*** Opening Recorded information ***

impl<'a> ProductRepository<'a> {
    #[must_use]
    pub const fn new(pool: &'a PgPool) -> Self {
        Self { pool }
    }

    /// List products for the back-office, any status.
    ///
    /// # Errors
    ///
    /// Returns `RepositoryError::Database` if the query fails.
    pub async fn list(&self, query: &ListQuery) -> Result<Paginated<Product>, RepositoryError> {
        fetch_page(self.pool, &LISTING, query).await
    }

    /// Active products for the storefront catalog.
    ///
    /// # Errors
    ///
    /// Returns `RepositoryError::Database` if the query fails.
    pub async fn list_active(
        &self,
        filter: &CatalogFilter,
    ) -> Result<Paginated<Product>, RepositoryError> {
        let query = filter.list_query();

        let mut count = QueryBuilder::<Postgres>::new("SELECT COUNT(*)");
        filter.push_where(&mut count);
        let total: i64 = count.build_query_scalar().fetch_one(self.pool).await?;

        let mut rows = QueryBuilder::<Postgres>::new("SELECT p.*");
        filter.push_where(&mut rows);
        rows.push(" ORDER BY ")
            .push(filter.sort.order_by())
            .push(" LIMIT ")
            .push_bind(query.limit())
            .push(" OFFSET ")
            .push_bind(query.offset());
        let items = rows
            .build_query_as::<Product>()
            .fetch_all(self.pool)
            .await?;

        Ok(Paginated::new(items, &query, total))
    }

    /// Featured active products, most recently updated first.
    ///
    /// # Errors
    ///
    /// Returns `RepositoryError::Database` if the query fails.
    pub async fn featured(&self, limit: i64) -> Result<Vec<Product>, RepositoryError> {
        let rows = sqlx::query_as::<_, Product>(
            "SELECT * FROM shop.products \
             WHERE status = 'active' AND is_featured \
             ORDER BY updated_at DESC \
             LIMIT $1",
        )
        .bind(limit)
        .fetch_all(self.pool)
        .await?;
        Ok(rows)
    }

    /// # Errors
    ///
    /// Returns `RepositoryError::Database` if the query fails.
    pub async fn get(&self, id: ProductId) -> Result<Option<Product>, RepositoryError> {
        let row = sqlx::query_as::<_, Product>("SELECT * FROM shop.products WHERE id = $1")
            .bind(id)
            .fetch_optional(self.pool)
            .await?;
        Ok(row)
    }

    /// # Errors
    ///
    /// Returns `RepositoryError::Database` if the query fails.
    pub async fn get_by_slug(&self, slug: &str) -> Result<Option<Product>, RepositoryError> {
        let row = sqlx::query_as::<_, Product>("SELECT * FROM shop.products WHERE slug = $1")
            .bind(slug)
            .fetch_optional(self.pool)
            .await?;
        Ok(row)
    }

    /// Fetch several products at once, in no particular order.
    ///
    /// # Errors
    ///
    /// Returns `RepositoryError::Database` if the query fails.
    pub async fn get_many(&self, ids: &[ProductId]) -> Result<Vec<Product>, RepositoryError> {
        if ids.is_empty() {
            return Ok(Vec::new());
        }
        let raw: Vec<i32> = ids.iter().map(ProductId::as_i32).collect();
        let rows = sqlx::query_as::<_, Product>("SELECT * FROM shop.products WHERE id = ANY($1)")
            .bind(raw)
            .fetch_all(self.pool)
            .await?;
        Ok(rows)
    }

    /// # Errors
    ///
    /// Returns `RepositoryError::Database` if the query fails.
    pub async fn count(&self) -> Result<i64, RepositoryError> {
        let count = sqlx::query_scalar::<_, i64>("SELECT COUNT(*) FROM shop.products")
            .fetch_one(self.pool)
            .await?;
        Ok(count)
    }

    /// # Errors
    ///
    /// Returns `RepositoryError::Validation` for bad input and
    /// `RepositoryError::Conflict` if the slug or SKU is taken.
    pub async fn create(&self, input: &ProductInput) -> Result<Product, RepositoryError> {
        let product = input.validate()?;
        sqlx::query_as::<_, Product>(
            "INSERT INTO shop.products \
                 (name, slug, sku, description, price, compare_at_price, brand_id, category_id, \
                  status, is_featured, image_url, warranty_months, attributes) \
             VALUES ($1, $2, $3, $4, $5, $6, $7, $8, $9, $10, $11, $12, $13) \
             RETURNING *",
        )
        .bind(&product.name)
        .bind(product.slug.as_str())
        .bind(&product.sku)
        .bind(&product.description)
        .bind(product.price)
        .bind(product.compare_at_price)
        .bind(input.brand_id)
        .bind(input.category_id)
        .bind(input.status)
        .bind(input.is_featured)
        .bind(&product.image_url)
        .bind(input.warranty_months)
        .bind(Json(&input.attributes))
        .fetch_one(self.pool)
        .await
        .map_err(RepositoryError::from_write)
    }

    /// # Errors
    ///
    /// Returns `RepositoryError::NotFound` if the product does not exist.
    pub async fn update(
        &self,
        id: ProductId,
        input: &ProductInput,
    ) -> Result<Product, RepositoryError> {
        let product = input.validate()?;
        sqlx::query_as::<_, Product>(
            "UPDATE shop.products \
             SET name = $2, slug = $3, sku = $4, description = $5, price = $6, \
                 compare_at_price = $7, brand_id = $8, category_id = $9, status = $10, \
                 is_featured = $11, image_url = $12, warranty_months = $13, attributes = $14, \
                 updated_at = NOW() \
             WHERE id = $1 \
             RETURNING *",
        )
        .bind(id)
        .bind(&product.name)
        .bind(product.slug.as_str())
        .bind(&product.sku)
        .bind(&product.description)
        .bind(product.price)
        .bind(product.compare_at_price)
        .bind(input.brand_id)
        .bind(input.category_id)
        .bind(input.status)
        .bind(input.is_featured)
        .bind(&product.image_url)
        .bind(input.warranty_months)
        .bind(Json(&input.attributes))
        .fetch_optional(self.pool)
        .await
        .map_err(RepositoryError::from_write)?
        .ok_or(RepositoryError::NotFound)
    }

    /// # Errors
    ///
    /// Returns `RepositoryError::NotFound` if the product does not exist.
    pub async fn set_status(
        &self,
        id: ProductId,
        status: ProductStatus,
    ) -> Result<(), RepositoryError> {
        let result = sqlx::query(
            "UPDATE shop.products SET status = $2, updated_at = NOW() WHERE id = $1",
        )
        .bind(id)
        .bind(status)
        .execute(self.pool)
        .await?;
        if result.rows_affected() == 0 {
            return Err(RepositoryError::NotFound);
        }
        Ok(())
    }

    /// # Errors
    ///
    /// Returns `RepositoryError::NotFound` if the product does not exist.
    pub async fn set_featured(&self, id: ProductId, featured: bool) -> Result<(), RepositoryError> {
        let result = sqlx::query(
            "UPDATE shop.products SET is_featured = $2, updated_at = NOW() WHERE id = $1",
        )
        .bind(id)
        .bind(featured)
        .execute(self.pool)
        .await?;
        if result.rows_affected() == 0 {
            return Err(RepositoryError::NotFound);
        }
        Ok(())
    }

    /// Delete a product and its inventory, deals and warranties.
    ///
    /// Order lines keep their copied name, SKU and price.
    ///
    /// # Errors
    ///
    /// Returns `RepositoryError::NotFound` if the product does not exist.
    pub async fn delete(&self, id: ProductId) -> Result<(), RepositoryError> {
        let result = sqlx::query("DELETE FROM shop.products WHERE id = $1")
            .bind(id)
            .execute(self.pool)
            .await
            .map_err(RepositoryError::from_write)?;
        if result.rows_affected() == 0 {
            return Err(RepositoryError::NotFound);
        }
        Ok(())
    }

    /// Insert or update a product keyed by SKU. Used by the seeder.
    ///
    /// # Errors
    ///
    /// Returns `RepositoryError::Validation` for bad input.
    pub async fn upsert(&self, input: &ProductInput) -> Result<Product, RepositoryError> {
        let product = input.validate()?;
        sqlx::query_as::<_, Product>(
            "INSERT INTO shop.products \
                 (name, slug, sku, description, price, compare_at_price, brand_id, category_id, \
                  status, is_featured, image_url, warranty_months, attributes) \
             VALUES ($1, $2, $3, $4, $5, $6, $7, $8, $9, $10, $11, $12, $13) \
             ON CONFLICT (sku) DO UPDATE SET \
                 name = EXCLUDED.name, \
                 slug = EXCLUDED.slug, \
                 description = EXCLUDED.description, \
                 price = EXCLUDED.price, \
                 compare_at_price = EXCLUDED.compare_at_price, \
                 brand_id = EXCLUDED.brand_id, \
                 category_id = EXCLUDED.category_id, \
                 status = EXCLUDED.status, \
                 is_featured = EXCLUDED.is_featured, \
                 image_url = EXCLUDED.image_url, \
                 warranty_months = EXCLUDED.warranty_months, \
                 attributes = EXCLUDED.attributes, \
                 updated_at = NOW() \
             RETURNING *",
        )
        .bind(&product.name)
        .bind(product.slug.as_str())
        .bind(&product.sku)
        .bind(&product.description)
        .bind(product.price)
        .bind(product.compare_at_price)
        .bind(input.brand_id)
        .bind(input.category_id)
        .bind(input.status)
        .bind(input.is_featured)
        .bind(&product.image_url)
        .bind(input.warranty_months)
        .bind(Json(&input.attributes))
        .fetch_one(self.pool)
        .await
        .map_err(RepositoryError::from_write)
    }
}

*** Closing Recorded information ***
*** Opening Recorded information ***

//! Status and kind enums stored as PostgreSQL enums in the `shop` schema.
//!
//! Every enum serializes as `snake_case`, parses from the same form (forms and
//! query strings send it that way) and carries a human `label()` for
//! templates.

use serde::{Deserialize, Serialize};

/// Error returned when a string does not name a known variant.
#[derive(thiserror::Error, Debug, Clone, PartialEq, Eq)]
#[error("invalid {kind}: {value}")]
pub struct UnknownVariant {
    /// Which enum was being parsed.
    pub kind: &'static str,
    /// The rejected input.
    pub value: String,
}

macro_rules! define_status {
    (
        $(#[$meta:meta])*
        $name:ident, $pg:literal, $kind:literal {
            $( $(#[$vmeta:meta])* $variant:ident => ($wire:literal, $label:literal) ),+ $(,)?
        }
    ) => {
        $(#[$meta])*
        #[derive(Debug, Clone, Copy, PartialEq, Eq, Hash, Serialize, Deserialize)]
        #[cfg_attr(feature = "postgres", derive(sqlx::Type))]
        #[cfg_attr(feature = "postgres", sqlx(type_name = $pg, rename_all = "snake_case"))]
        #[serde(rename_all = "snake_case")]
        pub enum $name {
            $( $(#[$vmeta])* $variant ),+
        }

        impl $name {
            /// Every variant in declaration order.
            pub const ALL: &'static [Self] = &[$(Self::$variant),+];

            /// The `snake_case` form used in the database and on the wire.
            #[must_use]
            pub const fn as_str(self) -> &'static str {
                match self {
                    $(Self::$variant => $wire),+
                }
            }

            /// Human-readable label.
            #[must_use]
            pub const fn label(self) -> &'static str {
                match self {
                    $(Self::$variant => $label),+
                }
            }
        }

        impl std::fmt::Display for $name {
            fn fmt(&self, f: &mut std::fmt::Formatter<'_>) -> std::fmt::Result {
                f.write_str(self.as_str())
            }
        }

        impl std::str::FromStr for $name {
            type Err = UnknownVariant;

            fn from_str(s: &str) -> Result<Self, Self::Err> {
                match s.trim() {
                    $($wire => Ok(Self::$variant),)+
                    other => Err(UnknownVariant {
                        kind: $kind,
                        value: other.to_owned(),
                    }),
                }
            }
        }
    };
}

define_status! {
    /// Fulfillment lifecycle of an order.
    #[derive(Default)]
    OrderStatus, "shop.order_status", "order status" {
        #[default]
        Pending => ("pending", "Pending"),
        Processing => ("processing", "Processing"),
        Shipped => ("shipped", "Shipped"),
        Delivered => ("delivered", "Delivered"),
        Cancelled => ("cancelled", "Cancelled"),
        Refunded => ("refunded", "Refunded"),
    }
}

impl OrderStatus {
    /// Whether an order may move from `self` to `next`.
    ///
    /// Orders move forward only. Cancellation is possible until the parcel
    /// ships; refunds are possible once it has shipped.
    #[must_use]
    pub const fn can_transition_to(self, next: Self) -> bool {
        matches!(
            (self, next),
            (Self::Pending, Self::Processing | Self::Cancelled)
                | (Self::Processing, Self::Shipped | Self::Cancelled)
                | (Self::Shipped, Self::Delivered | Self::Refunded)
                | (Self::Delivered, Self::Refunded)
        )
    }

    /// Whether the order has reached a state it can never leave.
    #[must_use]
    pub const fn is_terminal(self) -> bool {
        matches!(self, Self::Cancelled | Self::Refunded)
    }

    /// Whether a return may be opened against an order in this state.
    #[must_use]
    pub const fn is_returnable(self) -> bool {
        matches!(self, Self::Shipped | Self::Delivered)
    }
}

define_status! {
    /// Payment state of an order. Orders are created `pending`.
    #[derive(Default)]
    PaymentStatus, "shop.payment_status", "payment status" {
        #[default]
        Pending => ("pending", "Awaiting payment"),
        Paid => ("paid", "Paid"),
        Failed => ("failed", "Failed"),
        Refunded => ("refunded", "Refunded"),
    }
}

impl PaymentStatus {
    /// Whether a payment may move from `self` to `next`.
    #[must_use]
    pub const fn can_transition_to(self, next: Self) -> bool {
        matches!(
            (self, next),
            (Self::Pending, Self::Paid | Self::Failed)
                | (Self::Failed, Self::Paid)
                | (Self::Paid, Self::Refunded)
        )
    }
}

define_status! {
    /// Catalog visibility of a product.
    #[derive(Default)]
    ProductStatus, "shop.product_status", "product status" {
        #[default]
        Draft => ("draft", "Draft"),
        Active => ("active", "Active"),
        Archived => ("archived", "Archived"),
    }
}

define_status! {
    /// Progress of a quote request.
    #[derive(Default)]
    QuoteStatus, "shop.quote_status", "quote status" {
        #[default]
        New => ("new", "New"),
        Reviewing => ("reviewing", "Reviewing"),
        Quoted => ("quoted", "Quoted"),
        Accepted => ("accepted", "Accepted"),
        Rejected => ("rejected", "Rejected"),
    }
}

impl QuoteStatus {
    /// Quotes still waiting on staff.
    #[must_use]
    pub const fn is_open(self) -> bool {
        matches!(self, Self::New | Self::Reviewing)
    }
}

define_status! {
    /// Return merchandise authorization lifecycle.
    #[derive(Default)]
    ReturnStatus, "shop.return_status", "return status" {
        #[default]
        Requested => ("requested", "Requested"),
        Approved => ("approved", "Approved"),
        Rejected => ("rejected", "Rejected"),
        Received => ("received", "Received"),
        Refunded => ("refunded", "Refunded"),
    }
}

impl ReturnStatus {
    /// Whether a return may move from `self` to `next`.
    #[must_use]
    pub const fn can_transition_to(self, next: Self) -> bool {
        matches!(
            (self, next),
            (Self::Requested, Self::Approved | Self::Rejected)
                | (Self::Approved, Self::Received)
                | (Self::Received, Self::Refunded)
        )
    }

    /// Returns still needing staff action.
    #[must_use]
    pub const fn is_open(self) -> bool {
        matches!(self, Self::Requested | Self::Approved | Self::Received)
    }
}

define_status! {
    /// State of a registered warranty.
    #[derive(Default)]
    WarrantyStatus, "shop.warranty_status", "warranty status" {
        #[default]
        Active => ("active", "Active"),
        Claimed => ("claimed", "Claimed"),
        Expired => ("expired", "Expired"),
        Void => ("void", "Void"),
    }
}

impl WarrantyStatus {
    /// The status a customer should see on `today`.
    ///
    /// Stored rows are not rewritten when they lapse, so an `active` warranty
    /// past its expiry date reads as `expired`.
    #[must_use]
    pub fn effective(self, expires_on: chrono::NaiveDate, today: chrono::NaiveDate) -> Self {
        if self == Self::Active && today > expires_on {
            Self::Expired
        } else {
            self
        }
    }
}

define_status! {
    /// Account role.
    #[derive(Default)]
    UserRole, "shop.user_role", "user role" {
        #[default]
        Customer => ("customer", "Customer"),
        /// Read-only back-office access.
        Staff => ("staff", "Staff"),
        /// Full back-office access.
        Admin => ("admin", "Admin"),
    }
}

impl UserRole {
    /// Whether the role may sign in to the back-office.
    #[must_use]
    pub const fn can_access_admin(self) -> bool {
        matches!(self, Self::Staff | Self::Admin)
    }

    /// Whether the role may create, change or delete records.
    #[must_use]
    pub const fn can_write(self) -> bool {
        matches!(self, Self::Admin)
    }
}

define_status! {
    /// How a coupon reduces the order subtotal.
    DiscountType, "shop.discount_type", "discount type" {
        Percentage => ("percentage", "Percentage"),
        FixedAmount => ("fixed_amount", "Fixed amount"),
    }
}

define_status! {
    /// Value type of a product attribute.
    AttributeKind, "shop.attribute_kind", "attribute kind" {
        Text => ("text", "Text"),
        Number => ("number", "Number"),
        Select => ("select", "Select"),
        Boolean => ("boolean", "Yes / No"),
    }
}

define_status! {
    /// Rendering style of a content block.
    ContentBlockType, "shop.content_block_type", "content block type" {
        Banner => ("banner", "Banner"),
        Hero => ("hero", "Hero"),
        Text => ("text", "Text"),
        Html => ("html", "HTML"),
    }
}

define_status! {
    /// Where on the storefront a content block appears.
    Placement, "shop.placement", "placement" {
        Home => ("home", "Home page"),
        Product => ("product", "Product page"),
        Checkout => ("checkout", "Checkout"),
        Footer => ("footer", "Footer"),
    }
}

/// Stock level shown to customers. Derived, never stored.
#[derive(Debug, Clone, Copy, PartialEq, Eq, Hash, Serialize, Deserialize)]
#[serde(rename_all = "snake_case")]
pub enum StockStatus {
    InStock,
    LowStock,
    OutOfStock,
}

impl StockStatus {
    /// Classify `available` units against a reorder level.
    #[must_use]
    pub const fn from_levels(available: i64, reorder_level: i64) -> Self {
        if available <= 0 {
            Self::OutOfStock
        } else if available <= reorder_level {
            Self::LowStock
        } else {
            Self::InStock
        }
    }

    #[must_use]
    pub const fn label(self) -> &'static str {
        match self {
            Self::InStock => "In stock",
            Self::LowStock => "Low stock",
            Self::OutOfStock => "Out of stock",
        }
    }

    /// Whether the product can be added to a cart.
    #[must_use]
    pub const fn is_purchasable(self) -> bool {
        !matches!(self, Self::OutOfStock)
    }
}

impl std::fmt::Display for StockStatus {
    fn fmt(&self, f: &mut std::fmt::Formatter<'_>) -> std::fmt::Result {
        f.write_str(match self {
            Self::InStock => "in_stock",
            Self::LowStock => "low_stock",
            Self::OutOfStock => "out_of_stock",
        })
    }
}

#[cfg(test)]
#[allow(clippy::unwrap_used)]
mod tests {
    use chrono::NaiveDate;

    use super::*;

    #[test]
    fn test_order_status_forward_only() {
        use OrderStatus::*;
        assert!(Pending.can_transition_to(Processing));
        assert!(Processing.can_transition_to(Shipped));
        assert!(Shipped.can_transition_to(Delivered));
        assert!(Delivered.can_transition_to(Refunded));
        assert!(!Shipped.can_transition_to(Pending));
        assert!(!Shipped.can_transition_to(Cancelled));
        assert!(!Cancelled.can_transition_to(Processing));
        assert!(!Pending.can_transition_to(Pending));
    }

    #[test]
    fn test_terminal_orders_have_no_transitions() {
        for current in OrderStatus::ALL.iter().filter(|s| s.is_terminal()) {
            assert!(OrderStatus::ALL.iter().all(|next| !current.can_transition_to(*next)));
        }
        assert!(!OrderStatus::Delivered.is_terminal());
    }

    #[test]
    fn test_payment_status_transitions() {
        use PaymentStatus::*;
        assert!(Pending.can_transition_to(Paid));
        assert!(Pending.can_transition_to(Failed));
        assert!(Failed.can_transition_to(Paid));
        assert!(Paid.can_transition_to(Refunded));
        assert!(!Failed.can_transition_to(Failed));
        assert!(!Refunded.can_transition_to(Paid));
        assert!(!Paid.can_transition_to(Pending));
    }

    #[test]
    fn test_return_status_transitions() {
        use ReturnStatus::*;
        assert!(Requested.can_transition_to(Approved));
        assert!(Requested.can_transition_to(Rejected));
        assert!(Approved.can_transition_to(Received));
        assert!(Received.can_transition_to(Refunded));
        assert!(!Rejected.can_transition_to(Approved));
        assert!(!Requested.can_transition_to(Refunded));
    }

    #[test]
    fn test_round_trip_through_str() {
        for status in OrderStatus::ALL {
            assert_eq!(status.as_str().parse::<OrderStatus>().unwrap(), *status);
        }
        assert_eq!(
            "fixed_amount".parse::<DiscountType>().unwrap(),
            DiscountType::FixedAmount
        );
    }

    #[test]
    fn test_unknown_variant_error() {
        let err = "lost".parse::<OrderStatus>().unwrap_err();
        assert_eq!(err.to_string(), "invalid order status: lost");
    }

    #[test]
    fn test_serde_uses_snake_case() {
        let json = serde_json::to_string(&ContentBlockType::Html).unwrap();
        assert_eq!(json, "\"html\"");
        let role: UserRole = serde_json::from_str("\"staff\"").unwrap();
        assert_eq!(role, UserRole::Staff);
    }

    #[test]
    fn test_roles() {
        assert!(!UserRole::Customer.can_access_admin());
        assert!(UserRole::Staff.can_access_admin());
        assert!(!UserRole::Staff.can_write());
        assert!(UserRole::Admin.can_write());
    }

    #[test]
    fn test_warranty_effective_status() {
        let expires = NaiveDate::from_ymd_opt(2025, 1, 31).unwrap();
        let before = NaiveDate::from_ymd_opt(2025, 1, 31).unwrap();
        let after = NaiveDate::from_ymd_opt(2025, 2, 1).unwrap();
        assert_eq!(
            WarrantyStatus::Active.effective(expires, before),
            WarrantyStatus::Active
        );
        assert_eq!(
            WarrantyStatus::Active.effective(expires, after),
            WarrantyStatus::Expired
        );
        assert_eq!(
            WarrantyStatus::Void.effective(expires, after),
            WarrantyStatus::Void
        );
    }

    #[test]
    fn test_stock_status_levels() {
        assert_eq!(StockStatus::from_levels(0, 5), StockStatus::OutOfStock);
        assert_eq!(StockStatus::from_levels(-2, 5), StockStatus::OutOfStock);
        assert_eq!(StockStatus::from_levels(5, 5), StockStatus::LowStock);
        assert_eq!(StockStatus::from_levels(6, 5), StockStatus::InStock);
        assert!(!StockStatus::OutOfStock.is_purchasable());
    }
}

*** Closing Recorded information ***

- **Task to complete**: Count every line of the material that holds the string "matches", then give the total alone.

- **Solution to this exercise**: 10